Segment Open

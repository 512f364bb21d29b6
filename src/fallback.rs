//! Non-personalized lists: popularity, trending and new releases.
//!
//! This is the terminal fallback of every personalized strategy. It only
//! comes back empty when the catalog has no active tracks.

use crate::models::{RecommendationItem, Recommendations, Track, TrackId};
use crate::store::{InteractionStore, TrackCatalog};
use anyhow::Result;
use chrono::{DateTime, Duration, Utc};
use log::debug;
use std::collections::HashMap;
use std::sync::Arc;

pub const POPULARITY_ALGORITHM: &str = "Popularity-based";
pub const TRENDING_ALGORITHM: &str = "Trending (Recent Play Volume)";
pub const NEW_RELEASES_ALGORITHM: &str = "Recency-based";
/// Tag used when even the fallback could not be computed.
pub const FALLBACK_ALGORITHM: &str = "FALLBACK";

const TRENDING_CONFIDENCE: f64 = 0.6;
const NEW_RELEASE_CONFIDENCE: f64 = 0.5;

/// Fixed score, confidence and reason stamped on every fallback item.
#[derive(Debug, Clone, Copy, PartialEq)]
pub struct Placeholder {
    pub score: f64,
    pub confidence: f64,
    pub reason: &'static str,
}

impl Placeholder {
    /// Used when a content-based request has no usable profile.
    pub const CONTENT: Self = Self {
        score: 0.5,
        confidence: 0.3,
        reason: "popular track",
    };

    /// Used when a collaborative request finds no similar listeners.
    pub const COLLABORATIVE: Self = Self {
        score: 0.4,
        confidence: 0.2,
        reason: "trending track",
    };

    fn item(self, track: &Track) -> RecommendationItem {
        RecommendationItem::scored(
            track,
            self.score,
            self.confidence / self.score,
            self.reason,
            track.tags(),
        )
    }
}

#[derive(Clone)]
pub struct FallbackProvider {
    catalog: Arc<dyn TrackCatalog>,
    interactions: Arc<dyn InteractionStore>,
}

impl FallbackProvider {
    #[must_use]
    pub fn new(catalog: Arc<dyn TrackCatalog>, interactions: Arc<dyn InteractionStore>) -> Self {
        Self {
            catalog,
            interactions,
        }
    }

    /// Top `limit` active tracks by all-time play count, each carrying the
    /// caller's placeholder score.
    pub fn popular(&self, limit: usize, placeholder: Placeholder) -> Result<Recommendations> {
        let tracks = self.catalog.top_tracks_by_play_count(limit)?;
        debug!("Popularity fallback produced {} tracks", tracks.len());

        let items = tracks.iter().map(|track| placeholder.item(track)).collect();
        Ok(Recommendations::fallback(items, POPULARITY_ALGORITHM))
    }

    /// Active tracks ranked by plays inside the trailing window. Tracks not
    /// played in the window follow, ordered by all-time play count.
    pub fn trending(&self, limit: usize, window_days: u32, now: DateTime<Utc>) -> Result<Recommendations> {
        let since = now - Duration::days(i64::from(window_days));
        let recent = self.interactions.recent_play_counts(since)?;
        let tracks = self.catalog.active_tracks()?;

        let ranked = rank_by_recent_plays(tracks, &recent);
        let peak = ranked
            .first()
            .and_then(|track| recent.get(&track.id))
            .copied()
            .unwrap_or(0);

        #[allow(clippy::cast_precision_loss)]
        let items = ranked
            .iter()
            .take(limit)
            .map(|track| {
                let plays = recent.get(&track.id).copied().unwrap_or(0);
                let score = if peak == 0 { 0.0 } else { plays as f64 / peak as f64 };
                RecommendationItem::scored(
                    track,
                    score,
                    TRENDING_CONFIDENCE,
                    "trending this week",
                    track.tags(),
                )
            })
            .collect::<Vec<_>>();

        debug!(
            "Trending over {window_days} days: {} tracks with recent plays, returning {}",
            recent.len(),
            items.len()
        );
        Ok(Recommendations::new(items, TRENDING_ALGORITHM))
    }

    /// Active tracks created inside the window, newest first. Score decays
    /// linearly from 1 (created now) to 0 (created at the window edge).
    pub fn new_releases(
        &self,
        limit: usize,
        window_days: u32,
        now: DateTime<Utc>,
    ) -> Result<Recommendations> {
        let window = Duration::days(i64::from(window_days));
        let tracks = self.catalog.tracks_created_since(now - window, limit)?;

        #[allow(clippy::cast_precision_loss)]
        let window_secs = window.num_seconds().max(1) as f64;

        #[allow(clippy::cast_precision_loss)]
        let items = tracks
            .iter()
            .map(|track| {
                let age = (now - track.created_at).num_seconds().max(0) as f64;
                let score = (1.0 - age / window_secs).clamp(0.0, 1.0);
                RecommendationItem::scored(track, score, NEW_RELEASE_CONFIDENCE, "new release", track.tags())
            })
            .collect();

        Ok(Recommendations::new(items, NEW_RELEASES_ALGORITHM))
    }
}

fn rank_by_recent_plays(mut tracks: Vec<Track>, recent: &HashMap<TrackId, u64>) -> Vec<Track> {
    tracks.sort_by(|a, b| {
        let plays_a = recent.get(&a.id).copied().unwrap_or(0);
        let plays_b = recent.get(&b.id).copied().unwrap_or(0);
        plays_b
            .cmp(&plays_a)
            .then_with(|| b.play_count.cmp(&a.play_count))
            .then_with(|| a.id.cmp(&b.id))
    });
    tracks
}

Segment Closed
Segment Open

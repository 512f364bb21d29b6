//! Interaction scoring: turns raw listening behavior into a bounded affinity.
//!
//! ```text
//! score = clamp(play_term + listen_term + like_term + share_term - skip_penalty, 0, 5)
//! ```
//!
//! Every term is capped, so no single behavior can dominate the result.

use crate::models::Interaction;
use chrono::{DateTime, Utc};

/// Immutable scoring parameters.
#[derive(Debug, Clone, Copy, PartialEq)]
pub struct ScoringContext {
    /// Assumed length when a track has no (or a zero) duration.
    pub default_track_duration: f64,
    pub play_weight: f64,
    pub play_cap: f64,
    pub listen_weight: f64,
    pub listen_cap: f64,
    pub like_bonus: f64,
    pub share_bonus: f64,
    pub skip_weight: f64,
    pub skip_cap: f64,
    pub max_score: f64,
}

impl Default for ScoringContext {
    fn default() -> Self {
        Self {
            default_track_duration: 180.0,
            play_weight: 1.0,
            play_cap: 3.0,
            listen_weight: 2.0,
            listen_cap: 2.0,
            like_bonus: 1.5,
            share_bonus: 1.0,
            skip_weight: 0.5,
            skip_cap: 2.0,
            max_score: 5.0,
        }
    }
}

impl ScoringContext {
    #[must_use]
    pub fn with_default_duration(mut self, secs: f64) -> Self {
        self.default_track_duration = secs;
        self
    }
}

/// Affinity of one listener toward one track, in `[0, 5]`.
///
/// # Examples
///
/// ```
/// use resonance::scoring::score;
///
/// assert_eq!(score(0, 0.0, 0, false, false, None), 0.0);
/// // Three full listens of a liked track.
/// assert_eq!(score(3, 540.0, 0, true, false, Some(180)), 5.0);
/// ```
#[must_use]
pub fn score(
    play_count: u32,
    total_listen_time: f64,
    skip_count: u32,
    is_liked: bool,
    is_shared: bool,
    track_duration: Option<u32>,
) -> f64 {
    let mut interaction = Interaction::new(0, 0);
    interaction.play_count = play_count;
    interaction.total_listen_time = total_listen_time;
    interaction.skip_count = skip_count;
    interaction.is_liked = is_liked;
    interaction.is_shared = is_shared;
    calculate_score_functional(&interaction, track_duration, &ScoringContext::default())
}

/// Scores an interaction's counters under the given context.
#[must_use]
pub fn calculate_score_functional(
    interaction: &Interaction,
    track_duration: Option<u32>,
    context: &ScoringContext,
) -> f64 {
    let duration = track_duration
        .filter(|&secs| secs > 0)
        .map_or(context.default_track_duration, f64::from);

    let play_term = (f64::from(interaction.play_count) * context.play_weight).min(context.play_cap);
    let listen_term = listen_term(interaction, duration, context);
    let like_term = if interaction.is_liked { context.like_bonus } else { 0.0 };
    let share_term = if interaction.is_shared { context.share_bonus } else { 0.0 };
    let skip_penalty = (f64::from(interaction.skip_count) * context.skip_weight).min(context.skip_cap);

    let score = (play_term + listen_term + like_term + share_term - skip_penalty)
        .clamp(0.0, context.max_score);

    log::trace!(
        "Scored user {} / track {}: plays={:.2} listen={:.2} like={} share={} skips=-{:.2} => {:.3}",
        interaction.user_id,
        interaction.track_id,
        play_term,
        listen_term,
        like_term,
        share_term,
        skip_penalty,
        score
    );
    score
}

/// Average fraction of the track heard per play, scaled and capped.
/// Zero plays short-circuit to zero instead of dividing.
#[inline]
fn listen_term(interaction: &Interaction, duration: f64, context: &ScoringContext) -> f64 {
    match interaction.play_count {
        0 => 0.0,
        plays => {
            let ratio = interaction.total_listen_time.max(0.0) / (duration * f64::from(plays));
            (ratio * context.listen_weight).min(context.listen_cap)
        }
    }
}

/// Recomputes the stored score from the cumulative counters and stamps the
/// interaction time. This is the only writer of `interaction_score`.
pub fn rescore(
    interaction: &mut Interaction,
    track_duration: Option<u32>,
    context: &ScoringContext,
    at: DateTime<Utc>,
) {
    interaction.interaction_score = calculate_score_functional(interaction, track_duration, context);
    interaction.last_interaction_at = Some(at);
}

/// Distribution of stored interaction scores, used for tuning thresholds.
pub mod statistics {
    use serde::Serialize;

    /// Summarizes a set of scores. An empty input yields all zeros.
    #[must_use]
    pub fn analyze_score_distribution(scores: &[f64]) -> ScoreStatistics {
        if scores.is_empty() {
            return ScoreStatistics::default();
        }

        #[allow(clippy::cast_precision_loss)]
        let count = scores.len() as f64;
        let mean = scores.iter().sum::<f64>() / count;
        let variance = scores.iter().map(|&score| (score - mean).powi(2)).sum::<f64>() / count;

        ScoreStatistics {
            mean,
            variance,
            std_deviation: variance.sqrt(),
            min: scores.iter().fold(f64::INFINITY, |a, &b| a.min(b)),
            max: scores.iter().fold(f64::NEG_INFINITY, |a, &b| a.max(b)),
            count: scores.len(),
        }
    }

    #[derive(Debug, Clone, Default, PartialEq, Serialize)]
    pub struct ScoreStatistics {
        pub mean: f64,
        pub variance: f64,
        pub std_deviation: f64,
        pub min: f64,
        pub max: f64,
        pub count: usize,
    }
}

Segment Closed
Segment Open

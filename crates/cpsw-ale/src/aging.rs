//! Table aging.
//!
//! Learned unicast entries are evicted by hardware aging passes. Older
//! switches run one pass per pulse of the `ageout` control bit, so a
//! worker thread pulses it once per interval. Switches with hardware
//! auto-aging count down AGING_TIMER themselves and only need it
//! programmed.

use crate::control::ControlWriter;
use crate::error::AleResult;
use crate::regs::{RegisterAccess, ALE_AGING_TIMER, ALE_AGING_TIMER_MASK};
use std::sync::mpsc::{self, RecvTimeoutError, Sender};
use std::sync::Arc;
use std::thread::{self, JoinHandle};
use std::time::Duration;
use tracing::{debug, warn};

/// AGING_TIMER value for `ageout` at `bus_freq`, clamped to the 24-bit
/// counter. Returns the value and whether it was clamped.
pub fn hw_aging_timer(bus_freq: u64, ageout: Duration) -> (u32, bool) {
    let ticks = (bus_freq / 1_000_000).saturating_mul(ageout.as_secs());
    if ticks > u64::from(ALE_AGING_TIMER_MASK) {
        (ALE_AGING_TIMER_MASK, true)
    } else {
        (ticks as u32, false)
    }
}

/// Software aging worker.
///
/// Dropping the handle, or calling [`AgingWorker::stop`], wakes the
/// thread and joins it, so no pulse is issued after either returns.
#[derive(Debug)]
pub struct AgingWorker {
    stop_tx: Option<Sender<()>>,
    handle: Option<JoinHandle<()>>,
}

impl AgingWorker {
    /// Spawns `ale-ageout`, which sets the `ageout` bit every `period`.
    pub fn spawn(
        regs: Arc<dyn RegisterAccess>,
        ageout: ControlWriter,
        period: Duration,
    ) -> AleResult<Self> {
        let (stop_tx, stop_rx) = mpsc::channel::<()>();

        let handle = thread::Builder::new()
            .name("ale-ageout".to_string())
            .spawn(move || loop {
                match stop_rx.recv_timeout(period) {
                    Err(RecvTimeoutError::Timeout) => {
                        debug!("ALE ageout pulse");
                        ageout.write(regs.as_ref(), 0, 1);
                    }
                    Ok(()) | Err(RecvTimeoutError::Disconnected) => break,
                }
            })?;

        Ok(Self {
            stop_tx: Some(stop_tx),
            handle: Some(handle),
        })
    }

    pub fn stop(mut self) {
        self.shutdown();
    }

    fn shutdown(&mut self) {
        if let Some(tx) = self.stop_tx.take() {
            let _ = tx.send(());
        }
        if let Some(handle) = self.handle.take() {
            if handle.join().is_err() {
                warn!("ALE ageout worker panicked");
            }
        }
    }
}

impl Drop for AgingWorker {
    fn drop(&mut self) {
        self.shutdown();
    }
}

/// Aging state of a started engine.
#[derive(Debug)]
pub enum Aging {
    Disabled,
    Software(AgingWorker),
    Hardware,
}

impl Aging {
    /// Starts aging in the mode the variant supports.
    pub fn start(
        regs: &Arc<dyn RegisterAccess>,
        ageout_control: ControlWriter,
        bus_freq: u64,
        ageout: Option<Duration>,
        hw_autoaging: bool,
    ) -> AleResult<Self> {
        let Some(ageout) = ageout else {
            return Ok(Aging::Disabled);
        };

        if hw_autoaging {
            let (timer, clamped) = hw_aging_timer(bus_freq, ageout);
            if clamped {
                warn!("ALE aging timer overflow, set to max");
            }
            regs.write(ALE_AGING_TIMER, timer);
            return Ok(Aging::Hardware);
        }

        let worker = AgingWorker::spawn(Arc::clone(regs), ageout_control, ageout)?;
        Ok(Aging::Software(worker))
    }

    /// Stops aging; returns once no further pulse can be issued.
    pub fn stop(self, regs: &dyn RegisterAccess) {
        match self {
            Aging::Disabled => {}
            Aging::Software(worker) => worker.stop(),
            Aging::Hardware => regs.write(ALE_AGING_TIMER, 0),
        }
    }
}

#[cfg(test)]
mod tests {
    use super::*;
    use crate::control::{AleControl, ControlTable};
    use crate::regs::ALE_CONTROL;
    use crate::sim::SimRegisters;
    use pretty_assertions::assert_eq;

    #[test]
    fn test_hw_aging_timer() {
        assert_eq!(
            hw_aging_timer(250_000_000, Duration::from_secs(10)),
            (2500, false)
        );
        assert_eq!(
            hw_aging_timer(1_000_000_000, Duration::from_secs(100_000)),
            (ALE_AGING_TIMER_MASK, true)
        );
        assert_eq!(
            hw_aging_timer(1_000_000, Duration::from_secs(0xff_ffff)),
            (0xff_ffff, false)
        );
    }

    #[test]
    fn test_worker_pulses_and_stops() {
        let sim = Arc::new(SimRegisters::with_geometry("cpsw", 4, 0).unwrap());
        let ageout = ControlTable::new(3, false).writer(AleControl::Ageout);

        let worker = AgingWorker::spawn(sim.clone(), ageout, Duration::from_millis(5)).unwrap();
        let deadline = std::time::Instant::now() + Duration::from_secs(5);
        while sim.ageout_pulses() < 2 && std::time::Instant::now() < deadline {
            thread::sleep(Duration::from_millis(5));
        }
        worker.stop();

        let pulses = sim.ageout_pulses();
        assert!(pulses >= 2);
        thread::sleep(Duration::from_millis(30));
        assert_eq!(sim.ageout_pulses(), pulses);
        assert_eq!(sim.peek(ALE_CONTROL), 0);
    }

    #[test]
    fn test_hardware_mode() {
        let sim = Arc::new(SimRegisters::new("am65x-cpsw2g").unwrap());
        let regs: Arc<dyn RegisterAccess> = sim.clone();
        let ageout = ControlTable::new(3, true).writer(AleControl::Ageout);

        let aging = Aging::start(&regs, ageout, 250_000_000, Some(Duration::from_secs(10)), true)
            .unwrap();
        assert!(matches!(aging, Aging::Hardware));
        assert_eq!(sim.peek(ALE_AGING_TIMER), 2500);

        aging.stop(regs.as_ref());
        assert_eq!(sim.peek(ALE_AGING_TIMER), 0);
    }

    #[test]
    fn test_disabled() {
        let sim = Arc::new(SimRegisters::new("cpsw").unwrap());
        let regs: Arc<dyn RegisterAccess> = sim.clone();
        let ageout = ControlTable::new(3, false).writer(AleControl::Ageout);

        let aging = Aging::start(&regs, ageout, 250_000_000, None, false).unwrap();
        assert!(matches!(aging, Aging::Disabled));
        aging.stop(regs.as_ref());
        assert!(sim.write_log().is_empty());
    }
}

Segment Closed

**TASK TO CARRY OUT**
Make a copy of each line in the records that has the word "tags".

**RESPONSE AREA**
            track.tags(),
                    track.tags(),
                RecommendationItem::scored(track, score, NEW_RELEASE_CONFIDENCE, "new release", track.tags())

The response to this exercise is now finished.